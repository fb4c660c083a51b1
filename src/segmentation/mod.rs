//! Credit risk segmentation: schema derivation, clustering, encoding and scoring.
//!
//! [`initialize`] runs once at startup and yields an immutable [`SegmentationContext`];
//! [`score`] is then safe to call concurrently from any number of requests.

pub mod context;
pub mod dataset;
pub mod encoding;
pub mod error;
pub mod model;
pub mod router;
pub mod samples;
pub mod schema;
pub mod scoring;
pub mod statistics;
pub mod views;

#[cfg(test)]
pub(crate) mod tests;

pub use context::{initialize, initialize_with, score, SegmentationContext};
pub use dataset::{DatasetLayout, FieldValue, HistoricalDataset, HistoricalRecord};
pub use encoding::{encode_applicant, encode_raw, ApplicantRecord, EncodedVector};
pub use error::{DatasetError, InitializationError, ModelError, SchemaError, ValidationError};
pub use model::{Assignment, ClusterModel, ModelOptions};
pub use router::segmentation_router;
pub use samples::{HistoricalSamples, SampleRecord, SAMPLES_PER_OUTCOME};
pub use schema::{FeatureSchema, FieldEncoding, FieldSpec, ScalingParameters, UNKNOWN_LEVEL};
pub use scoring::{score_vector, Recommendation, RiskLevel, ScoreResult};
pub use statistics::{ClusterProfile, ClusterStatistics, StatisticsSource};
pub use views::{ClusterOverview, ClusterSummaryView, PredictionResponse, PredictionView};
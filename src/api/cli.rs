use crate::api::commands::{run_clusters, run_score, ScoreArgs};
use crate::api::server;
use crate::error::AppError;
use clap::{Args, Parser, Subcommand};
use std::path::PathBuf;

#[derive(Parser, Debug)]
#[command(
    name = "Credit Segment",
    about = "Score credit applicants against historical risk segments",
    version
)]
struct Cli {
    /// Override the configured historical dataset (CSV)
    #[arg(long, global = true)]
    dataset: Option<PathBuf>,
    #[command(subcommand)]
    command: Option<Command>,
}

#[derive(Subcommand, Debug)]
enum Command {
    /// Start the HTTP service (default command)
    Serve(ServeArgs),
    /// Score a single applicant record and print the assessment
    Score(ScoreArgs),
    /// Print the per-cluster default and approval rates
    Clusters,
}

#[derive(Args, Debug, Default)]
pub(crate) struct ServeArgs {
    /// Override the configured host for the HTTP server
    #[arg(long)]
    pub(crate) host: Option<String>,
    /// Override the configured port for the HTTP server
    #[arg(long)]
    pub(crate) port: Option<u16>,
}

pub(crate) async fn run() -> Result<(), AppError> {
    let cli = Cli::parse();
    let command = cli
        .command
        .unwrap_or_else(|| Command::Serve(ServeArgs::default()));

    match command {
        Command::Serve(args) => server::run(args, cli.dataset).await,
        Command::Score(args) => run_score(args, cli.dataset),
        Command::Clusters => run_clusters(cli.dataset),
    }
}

■ YOUR ASSIGNMENT
The full listing, repeated exactly, is the expected answer.

■ TASK OUTPUT
repository fb4c660c083a51b1
filename src/segmentation/mod.rs
//! Credit risk segmentation: schema derivation, clustering, encoding and scoring.
//!
//! [`initialize`] runs once at startup and yields an immutable [`SegmentationContext`];
//! [`score`] is then safe to call concurrently from any number of requests.

pub mod context;
pub mod dataset;
pub mod encoding;
pub mod error;
pub mod model;
pub mod router;
pub mod samples;
pub mod schema;
pub mod scoring;
pub mod statistics;
pub mod views;

#[cfg(test)]
pub(crate) mod tests;

pub use context::{initialize, initialize_with, score, SegmentationContext};
pub use dataset::{DatasetLayout, FieldValue, HistoricalDataset, HistoricalRecord};
pub use encoding::{encode_applicant, encode_raw, ApplicantRecord, EncodedVector};
pub use error::{DatasetError, InitializationError, ModelError, SchemaError, ValidationError};
pub use model::{Assignment, ClusterModel, ModelOptions};
pub use router::segmentation_router;
pub use samples::{HistoricalSamples, SampleRecord, SAMPLES_PER_OUTCOME};
pub use schema::{FeatureSchema, FieldEncoding, FieldSpec, ScalingParameters, UNKNOWN_LEVEL};
pub use scoring::{score_vector, Recommendation, RiskLevel, ScoreResult};
pub use statistics::{ClusterProfile, ClusterStatistics, StatisticsSource};
pub use views::{ClusterOverview, ClusterSummaryView, PredictionResponse, PredictionView};
filename src/api/cli.rs
use crate::api::commands::{run_clusters, run_score, ScoreArgs};
use crate::api::server;
use crate::error::AppError;
use clap::{Args, Parser, Subcommand};
use std::path::PathBuf;

#[derive(Parser, Debug)]
#[command(
    name = "Credit Segment",
    about = "Score credit applicants against historical risk segments",
    version
)]
struct Cli {
    /// Override the configured historical dataset (CSV)
    #[arg(long, global = true)]
    dataset: Option<PathBuf>,
    #[command(subcommand)]
    command: Option<Command>,
}

#[derive(Subcommand, Debug)]
enum Command {
    /// Start the HTTP service (default command)
    Serve(ServeArgs),
    /// Score a single applicant record and print the assessment
    Score(ScoreArgs),
    /// Print the per-cluster default and approval rates
    Clusters,
}

#[derive(Args, Debug, Default)]
pub(crate) struct ServeArgs {
    /// Override the configured host for the HTTP server
    #[arg(long)]
    pub(crate) host: Option<String>,
    /// Override the configured port for the HTTP server
    #[arg(long)]
    pub(crate) port: Option<u16>,
}

pub(crate) async fn run() -> Result<(), AppError> {
    let cli = Cli::parse();
    let command = cli
        .command
        .unwrap_or_else(|| Command::Serve(ServeArgs::default()));

    match command {
        Command::Serve(args) => server::run(args, cli.dataset).await,
        Command::Score(args) => run_score(args, cli.dataset),
        Command::Clusters => run_clusters(cli.dataset),
    }
}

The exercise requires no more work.